The method of autoethnography



This text may disappoint someone, because it does not contain a recipe or protocol for mandatory operations and a questionnaire for respondents. There are no clear instructions on how to proceed, what to do with the finished material, and how to determine that it is finished. In fact, this is not an instruction, but a key to self-tuning. Starting autoethnographic work, you just need to adjust your tuner a little to arouse the creative part in yourself. This is exactly the tuning that this guideline gives (or not). In collective autoethnography, the researcher can always decide what role to choose – to go into the depths of self and relations with the subject of research or to engage in the fixation of samples.

But why precisely autoethnography?

This method was proposed to the participants of the Shtetlfest project as the most appropriate to the study of “disappeared heritage”. When “heritage has disappeared”, what is left and/or who is left? In real tangible reality or in memory, or even in the sense of the presence of memories of a particular object. In a subtle/strong emotional connection to something that is no longer there.

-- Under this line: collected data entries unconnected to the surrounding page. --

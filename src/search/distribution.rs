// src/search/distribution.rs
use super::SearchProblem;
use crate::config::EngineConfig;
use crate::core::QcError;

/// Which panel a probability distribution is drawn for.
#[derive(Debug, Clone, Copy, PartialEq, Eq, Hash)]
pub enum Strategy {
    Classical,
    Quantum,
}

/// Probability the quantum panel assigns to the marked box.
const QUANTUM_TARGET_PROBABILITY: f64 = 0.5;

impl SearchProblem {
    /// Per-box probability of being the answer under `strategy`.
    ///
    /// Classical is uniform `1/N`. Quantum puts `0.5` on the target and splits
    /// the rest evenly; with a single box the target gets everything.
    pub fn probability_distribution(&self, strategy: Strategy) -> Vec<f64> {
        let n = self.size;
        match strategy {
            Strategy::Classical => vec![1.0 / n as f64; n],
            Strategy::Quantum if n == 1 => vec![1.0],
            Strategy::Quantum => {
                let rest = (1.0 - QUANTUM_TARGET_PROBABILITY) / (n - 1) as f64;
                let mut probs = vec![rest; n];
                probs[self.target] = QUANTUM_TARGET_PROBABILITY;
                probs
            }
        }
    }
}

/// One x position of the complexity graph.
#[derive(Debug, Clone, Copy, PartialEq)]
pub struct ComplexityPoint {
    /// Data size
    pub n: usize,
    /// O(N) curve
    pub classical: f64,
    /// O(sqrt N) curve
    pub quantum: f64,
}

/// Points `1..=n` of both complexity curves.
///
/// # Errors
/// `QcError::SizeOutOfRange` unless `1 <= n <= max`.
pub fn complexity_series(n: usize, max: usize) -> Result<Vec<ComplexityPoint>, QcError> {
    if n == 0 || n > max {
        return Err(QcError::SizeOutOfRange { size: n, max });
    }
    Ok((1..=n)
        .map(|i| ComplexityPoint {
            n: i,
            classical: i as f64,
            quantum: (i as f64).sqrt(),
        })
        .collect())
}

/// [`complexity_series`] bounded by `config.max_graph_size`.
pub fn complexity_series_with(n: usize, config: &EngineConfig) -> Result<Vec<ComplexityPoint>, QcError> {
    complexity_series(n, config.max_graph_size)
}
// src/operations/matrix.rs

use num_complex::Complex;
use num_traits::{One, Zero};
use std::f64::consts::FRAC_1_SQRT_2;
use std::fmt;

/// An immutable square matrix of complex entries, stored row-major.
///
/// Matrices only enter the crate through the fixed-size `From` impls and the
/// named constructors below, so they are square by construction.
#[derive(Debug, Clone, PartialEq)]
pub struct GateMatrix {
    dim: usize,
    entries: Vec<Complex<f64>>,
}

impl GateMatrix {
    /// Pauli-X: swaps the amplitudes of `|0>` and `|1>`.
    pub fn pauli_x() -> Self {
        let z = Complex::<f64>::zero();
        let o = Complex::<f64>::one();
        Self::from([[z, o], [o, z]])
    }

    /// Hadamard: `(1/sqrt(2)) [[1, 1], [1, -1]]`.
    pub fn hadamard() -> Self {
        let s = Complex::new(FRAC_1_SQRT_2, 0.0);
        Self::from([[s, s], [s, -s]])
    }

    /// |00>→|00>, |01>→|01>, |10>→|11>, |11>→|10>
    pub fn cnot() -> Self {
        let z = Complex::<f64>::zero();
        let o = Complex::<f64>::one();
        Self::from([
            [o, z, z, z],
            [z, o, z, z],
            [z, z, z, o],
            [z, z, o, z],
        ])
    }

    /// The `dim x dim` identity.
    pub fn identity(dim: usize) -> Self {
        let mut entries = vec![Complex::zero(); dim * dim];
        for i in 0..dim {
            entries[i * dim + i] = Complex::one();
        }
        Self { dim, entries }
    }

    /// Row (and column) count.
    pub fn dim(&self) -> usize {
        self.dim
    }

    /// Entry at `(row, col)`. Panics when out of range, like slice indexing.
    pub fn get(&self, row: usize, col: usize) -> Complex<f64> {
        self.entries[row * self.dim + col]
    }

    /// One row of the matrix.
    pub fn row(&self, row: usize) -> &[Complex<f64>] {
        &self.entries[row * self.dim..(row + 1) * self.dim]
    }

    /// The conjugate transpose `M†`.
    pub fn adjoint(&self) -> Self {
        let n = self.dim;
        let mut entries = vec![Complex::zero(); n * n];
        for r in 0..n {
            for c in 0..n {
                entries[c * n + r] = self.get(r, c).conj();
            }
        }
        Self { dim: n, entries }
    }

    /// Matrix product `self · rhs`, or `None` when the dimensions differ.
    pub fn matmul(&self, rhs: &GateMatrix) -> Option<Self> {
        if self.dim != rhs.dim {
            return None;
        }
        let n = self.dim;
        let mut entries = vec![Complex::zero(); n * n];
        for r in 0..n {
            for c in 0..n {
                entries[r * n + c] = (0..n).map(|k| self.get(r, k) * rhs.get(k, c)).sum();
            }
        }
        Some(Self { dim: n, entries })
    }

    /// `M† · M == I` within `tolerance` on every entry.
    pub fn is_unitary(&self, tolerance: f64) -> bool {
        let identity = Self::identity(self.dim);
        match self.adjoint().matmul(self) {
            Some(product) => product
                .entries
                .iter()
                .zip(identity.entries.iter())
                .all(|(a, b)| (a - b).norm() <= tolerance),
            None => false,
        }
    }
}

impl<const N: usize> From<[[Complex<f64>; N]; N]> for GateMatrix {
    fn from(rows: [[Complex<f64>; N]; N]) -> Self {
        Self {
            dim: N,
            entries: rows.iter().flatten().copied().collect(),
        }
    }
}

impl fmt::Display for GateMatrix {
    fn fmt(&self, f: &mut fmt::Formatter<'_>) -> fmt::Result {
        for r in 0..self.dim {
            write!(f, "[")?;
            for (c, val) in self.row(r).iter().enumerate() {
                if c > 0 {
                    write!(f, ", ")?;
                }
                write!(f, "{:.4}", val)?;
            }
            writeln!(f, "]")?;
        }
        Ok(())
    }
}

#[cfg(test)]
mod tests {
    use super::*;

    const TOL: f64 = 1e-12;

    #[test]
    fn predefined_gates_are_unitary() {
        for m in [GateMatrix::pauli_x(), GateMatrix::hadamard(), GateMatrix::cnot()] {
            assert!(m.is_unitary(TOL), "not unitary:\n{}", m);
        }
    }

    #[test]
    fn non_unitary_is_detected() {
        let o = Complex::<f64>::one();
        let z = Complex::<f64>::zero();
        let projector = GateMatrix::from([[o, z], [z, z]]);
        assert!(!projector.is_unitary(TOL));
    }

    #[test]
    fn matmul_rejects_mixed_dims() {
        assert!(GateMatrix::pauli_x().matmul(&GateMatrix::cnot()).is_none());
    }

    #[test]
    fn hadamard_squares_to_identity() {
        let h = GateMatrix::hadamard();
        let hh = h.matmul(&h).unwrap();
        let id = GateMatrix::identity(2);
        for r in 0..2 {
            for c in 0..2 {
                assert!((hh.get(r, c) - id.get(r, c)).norm() < TOL);
            }
        }
    }

    #[test]
    fn cnot_rows_follow_basis_table() {
        let m = GateMatrix::cnot();
        assert_eq!(m.dim(), 4);
        assert_eq!(m.get(2, 3), Complex::one());
        assert_eq!(m.get(3, 2), Complex::one());
        assert_eq!(m.get(2, 2), Complex::zero());
    }
}
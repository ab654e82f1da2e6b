// src/core/state.rs

use num_complex::Complex;
use num_traits::{One, Zero};
use std::fmt;

use super::error::QcError;

/// An ordered, fixed-length vector of complex amplitudes for a `k` qubit register.
///
/// The length is always `2^k`. Index `i` is the computational basis state whose
/// binary digits (most significant first) spell the qubit values, so for two
/// qubits the order is `|00>, |01>, |10>, |11>`.
///
/// States produced by the engine stay normalized because every predefined gate
/// is unitary. States built by hand through [`QuantumState::from_amplitudes`]
/// are accepted as given and can be checked with
/// [`crate::validation::check_normalization`].
#[derive(Debug, Clone, PartialEq)] // No Eq: amplitudes are floating point
pub struct QuantumState {
    amplitudes: Vec<Complex<f64>>,
}

impl QuantumState {
    /// The computational basis state `|index>` of dimension `dim`.
    ///
    /// # Errors
    /// `QcError::InvalidStateLength` unless `dim` is 2 or 4, and
    /// `QcError::BasisIndexOutOfRange` when `index >= dim`.
    pub fn basis(dim: usize, index: usize) -> Result<Self, QcError> {
        check_len(dim)?;
        if index >= dim {
            return Err(QcError::BasisIndexOutOfRange { index, dim });
        }
        Ok(Self::basis_unchecked(dim, index))
    }

    /// `basis` for callers that already hold a valid `dim` and `index`.
    pub(crate) fn basis_unchecked(dim: usize, index: usize) -> Self {
        let mut amplitudes = vec![Complex::zero(); dim];
        amplitudes[index] = Complex::one();
        Self { amplitudes }
    }

    /// Builds a state from explicit amplitudes.
    ///
    /// The length must be 2 or 4 and every amplitude finite. The norm is not
    /// checked here.
    pub fn from_amplitudes(amplitudes: Vec<Complex<f64>>) -> Result<Self, QcError> {
        check_len(amplitudes.len())?;
        if let Some(index) = amplitudes.iter().position(|c| !c.is_finite()) {
            return Err(QcError::NonFiniteAmplitude { index });
        }
        Ok(Self { amplitudes })
    }

    pub(crate) fn from_vec_unchecked(amplitudes: Vec<Complex<f64>>) -> Self {
        Self { amplitudes }
    }

    /// Read-only view of the amplitudes in basis order.
    pub fn amplitudes(&self) -> &[Complex<f64>] {
        &self.amplitudes
    }

    /// Number of amplitudes (`2^k`).
    pub fn dim(&self) -> usize {
        self.amplitudes.len()
    }

    /// Number of qubits `k` the state describes.
    pub fn num_qubits(&self) -> usize {
        qubits_for_dim(self.dim())
    }

    /// `|c_i|^2` for every basis state, in basis order.
    pub fn probabilities(&self) -> Vec<f64> {
        self.amplitudes.iter().map(|c| c.norm_sqr()).collect()
    }

    /// Index of the basis vector this state equals exactly, if any.
    pub fn basis_index(&self) -> Option<usize> {
        let one = Complex::<f64>::one();
        let zero = Complex::<f64>::zero();
        (0..self.dim()).find(|&k| {
            self.amplitudes
                .iter()
                .enumerate()
                .all(|(i, c)| if i == k { *c == one } else { *c == zero })
        })
    }
}

fn check_len(len: usize) -> Result<(), QcError> {
    if len == 2 || len == 4 {
        Ok(())
    } else {
        Err(QcError::InvalidStateLength { len })
    }
}

/// `log2(dim)` for the power-of-two dimensions used here.
fn qubits_for_dim(dim: usize) -> usize {
    if dim <= 1 {
        0
    } else {
        (usize::BITS - (dim - 1).leading_zeros()) as usize
    }
}

impl fmt::Display for QuantumState {
    fn fmt(&self, f: &mut fmt::Formatter<'_>) -> fmt::Result {
        write!(f, "State[")?;
        for (i, c) in self.amplitudes.iter().enumerate() {
            write!(f, "{}{:.4}", if i > 0 { ", " } else { "" }, c)?;
        }
        write!(f, "]")
    }
}

/// Human-readable classification of a state for display.
#[derive(Debug, Clone, Copy, PartialEq, Eq, Hash)]
pub enum BasisLabel {
    /// The state equals a computational basis vector exactly.
    Basis {
        /// Basis index in `0..2^num_qubits`
        index: usize,
        /// Register width, which sets how many digits the label prints
        num_qubits: usize,
    },
    /// Anything that is not exactly one basis vector.
    Superposition,
}

impl BasisLabel {
    /// `true` for the superposition marker.
    pub fn is_superposition(&self) -> bool {
        matches!(self, BasisLabel::Superposition)
    }
}

impl fmt::Display for BasisLabel {
    fn fmt(&self, f: &mut fmt::Formatter<'_>) -> fmt::Result {
        match self {
            BasisLabel::Basis { index, num_qubits } => {
                write!(f, "|{:0width$b}>", index, width = *num_qubits)
            }
            BasisLabel::Superposition => write!(f, "Superposition"),
        }
    }
}

#[cfg(test)]
mod tests {
    use super::*;

    #[test]
    fn basis_state_layout() -> Result<(), QcError> {
        let s = QuantumState::basis(4, 2)?;
        assert_eq!(s.dim(), 4);
        assert_eq!(s.num_qubits(), 2);
        assert_eq!(s.basis_index(), Some(2));
        assert_eq!(s.probabilities(), vec![0.0, 0.0, 1.0, 0.0]);
        Ok(())
    }

    #[test]
    fn basis_rejects_bad_dim_and_index() {
        assert_eq!(QuantumState::basis(3, 0), Err(QcError::InvalidStateLength { len: 3 }));
        assert_eq!(QuantumState::basis(8, 0), Err(QcError::InvalidStateLength { len: 8 }));
        assert_eq!(
            QuantumState::basis(4, 9),
            Err(QcError::BasisIndexOutOfRange { index: 9, dim: 4 })
        );
        assert!(QuantumState::basis(2, 2).is_err());
    }

    #[test]
    fn from_amplitudes_rejects_odd_lengths() {
        let err = QuantumState::from_amplitudes(vec![Complex::zero(); 3]).unwrap_err();
        assert_eq!(err, QcError::InvalidStateLength { len: 3 });
        assert_eq!(err.to_string(), "Invalid State Length: 3 amplitudes (expected 2 or 4)");
        assert!(QuantumState::from_amplitudes(vec![Complex::zero(); 8]).is_err());
    }

    #[test]
    fn from_amplitudes_rejects_nan() {
        let err = QuantumState::from_amplitudes(vec![Complex::zero(), Complex::new(f64::NAN, 0.0)])
            .unwrap_err();
        assert_eq!(err, QcError::NonFiniteAmplitude { index: 1 });
    }

    #[test]
    fn basis_index_requires_exact_match() {
        let near_one = QuantumState::from_vec_unchecked(vec![
            Complex::new(1.0 + 1e-15, 0.0),
            Complex::zero(),
        ]);
        assert_eq!(near_one.basis_index(), None);

        let phased = QuantumState::from_vec_unchecked(vec![Complex::zero(), -Complex::one()]);
        assert_eq!(phased.basis_index(), None);
    }

    #[test]
    fn label_display() {
        let one = BasisLabel::Basis { index: 1, num_qubits: 1 };
        let three = BasisLabel::Basis { index: 1, num_qubits: 2 };
        assert_eq!(one.to_string(), "|1>");
        assert_eq!(three.to_string(), "|01>");
        assert_eq!(BasisLabel::Superposition.to_string(), "Superposition");
    }
}
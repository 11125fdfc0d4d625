//! In-process fleet agent for local runs and tests
//!
//! The real agent is a vendored SDK talking to the orchestration backend
//! over its control endpoint. This loopback implementation honors the same
//! contract entirely in-process: it retains the registered
//! [`ProcessParameters`], paces periodic health checks on its own task, and
//! lets a local driver assign sessions and request termination the way the
//! backend would. Every signal it receives is counted, which is what the
//! test suite asserts against.

use async_trait::async_trait;
use log::{info, warn};
use std::collections::HashMap;
use std::sync::atomic::{AtomicBool, AtomicUsize, Ordering};
use std::sync::Arc;
use std::time::Duration;
use tokio::sync::Mutex;
use tokio::time::{interval, MissedTickBehavior};

use crate::agent::{
    AgentClient, AgentError, CallbackError, ProcessParameters, SessionAssignment,
    SessionCallbacks,
};
use crate::params::ServerParameters;

/// Pacing of the real agent's health probe.
const DEFAULT_HEALTH_INTERVAL: Duration = Duration::from_secs(60);

/// Builds a throwaway session assignment for local development runs.
pub fn demo_session(fleet_id: &str) -> SessionAssignment {
    SessionAssignment {
        session_id: format!("gsess-{:08x}", rand::random::<u32>()),
        fleet_id: fleet_id.to_string(),
        name: Some("local-session".to_string()),
        max_players: 8,
        properties: HashMap::new(),
    }
}

struct LoopbackShared {
    health_interval: Duration,
    initialized: AtomicBool,
    shut_down: AtomicBool,
    ready_signals: AtomicUsize,
    active_signals: AtomicUsize,
    terminating_signals: AtomicUsize,
    health_checks: AtomicUsize,
    process_params: Mutex<Option<Arc<ProcessParameters>>>,
}

/// Loopback [`AgentClient`] plus the driver half the backend would own.
///
/// Clones share state, so a driver handle can be kept after moving the
/// client into the adapter.
#[derive(Clone)]
pub struct LoopbackAgent {
    shared: Arc<LoopbackShared>,
}

impl LoopbackAgent {
    pub fn new() -> Self {
        Self::with_health_interval(DEFAULT_HEALTH_INTERVAL)
    }

    /// Same agent with a custom health-probe pacing; tests use short ones.
    pub fn with_health_interval(health_interval: Duration) -> Self {
        Self {
            shared: Arc::new(LoopbackShared {
                health_interval,
                initialized: AtomicBool::new(false),
                shut_down: AtomicBool::new(false),
                ready_signals: AtomicUsize::new(0),
                active_signals: AtomicUsize::new(0),
                terminating_signals: AtomicUsize::new(0),
                health_checks: AtomicUsize::new(0),
                process_params: Mutex::new(None),
            }),
        }
    }

    pub fn is_initialized(&self) -> bool {
        self.shared.initialized.load(Ordering::SeqCst)
    }

    pub fn ready_signals(&self) -> usize {
        self.shared.ready_signals.load(Ordering::SeqCst)
    }

    pub fn session_active_signals(&self) -> usize {
        self.shared.active_signals.load(Ordering::SeqCst)
    }

    pub fn terminating_signals(&self) -> usize {
        self.shared.terminating_signals.load(Ordering::SeqCst)
    }

    /// Number of health probes run so far, ticker and manual combined.
    pub fn health_checks(&self) -> usize {
        self.shared.health_checks.load(Ordering::SeqCst)
    }

    /// The parameters a ready process registered, if any.
    pub async fn process_parameters(&self) -> Option<Arc<ProcessParameters>> {
        self.shared.process_params.lock().await.clone()
    }

    async fn callbacks(&self) -> Option<Arc<dyn SessionCallbacks>> {
        self.shared
            .process_params
            .lock()
            .await
            .as_ref()
            .map(|p| Arc::clone(&p.callbacks))
    }

    /// Assigns a session to the registered process, invoking its callback on
    /// a separate task the way the real agent delivers callbacks.
    pub async fn start_session(&self, assignment: SessionAssignment) -> Result<(), CallbackError> {
        let callbacks = self.callbacks().await.ok_or_else(|| {
            CallbackError::Agent(AgentError::Rejected(
                "no ready process registered".to_string(),
            ))
        })?;

        info!("loopback agent assigning session {}", assignment.session_id);
        let delivery = tokio::spawn(async move { callbacks.on_session_start(assignment).await });
        delivery.await.unwrap_or_else(|e| {
            Err(CallbackError::SessionSetup(format!(
                "session callback panicked: {}",
                e
            )))
        })
    }

    /// Requests termination of the registered process and waits for its
    /// callback to finish. The acknowledgment arrives through
    /// [`AgentClient::signal_terminating`].
    pub async fn request_termination(&self) {
        let Some(callbacks) = self.callbacks().await else {
            warn!("termination requested but no process is registered");
            return;
        };

        info!("loopback agent requesting termination");
        self.shared.shut_down.store(true, Ordering::SeqCst);
        let delivery = tokio::spawn(async move { callbacks.on_terminate().await });
        if delivery.await.is_err() {
            warn!("terminate callback panicked");
        }
    }

    /// Runs one health probe immediately, independent of the ticker.
    pub async fn run_health_check(&self) -> Result<bool, AgentError> {
        let callbacks = self
            .callbacks()
            .await
            .ok_or_else(|| AgentError::Rejected("no ready process registered".to_string()))?;

        let healthy = callbacks.on_health_check().await;
        self.shared.health_checks.fetch_add(1, Ordering::SeqCst);
        Ok(healthy)
    }

    fn spawn_health_ticker(&self) {
        let shared = Arc::clone(&self.shared);

        tokio::spawn(async move {
            let mut ticker = interval(shared.health_interval);
            ticker.set_missed_tick_behavior(MissedTickBehavior::Skip);

            // Skip the first tick since it fires immediately
            ticker.tick().await;

            loop {
                ticker.tick().await;
                if shared.shut_down.load(Ordering::SeqCst) {
                    break;
                }

                let callbacks = shared
                    .process_params
                    .lock()
                    .await
                    .as_ref()
                    .map(|p| Arc::clone(&p.callbacks));
                let Some(callbacks) = callbacks else { break };

                let healthy = callbacks.on_health_check().await;
                shared.health_checks.fetch_add(1, Ordering::SeqCst);
                if !healthy {
                    warn!("registered process reported unhealthy");
                }
            }
        });
    }
}

impl Default for LoopbackAgent {
    fn default() -> Self {
        Self::new()
    }
}

#[async_trait]
impl AgentClient for LoopbackAgent {
    async fn initialize(&self, params: &ServerParameters) -> Result<(), AgentError> {
        info!(
            "loopback agent accepting process {} (host {:?}, fleet {:?})",
            params.process_id, params.host_id, params.fleet_id
        );
        self.shared.initialized.store(true, Ordering::SeqCst);
        Ok(())
    }

    async fn signal_ready(&self, params: Arc<ProcessParameters>) -> Result<(), AgentError> {
        if !self.is_initialized() {
            return Err(AgentError::NotInitialized);
        }

        let mut slot = self.shared.process_params.lock().await;
        if slot.is_some() {
            return Err(AgentError::Rejected(
                "readiness already signaled".to_string(),
            ));
        }

        info!(
            "process ready on port {} (log paths: {:?})",
            params.port, params.log_paths
        );
        *slot = Some(params);
        drop(slot);

        self.shared.ready_signals.fetch_add(1, Ordering::SeqCst);
        self.spawn_health_ticker();
        Ok(())
    }

    async fn signal_session_active(&self) -> Result<(), AgentError> {
        if self.callbacks().await.is_none() {
            return Err(AgentError::Rejected(
                "no ready process registered".to_string(),
            ));
        }

        self.shared.active_signals.fetch_add(1, Ordering::SeqCst);
        Ok(())
    }

    async fn signal_terminating(&self) -> Result<(), AgentError> {
        self.shared.shut_down.store(true, Ordering::SeqCst);
        self.shared.terminating_signals.fetch_add(1, Ordering::SeqCst);
        Ok(())
    }
}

And if at least one person still remembers/feels something about it, can we really say that “everything is gone”?

How do we ourselves feel about it? What prompted us to get in touch with a non-our, alien (is it?) memory of the “disappeared”? Why did it make us interested?  In this moment, in this question, lies the trigger for the method of autoethnography. Once you have asked yourself this question, you can set a start date for your autoethnographic research.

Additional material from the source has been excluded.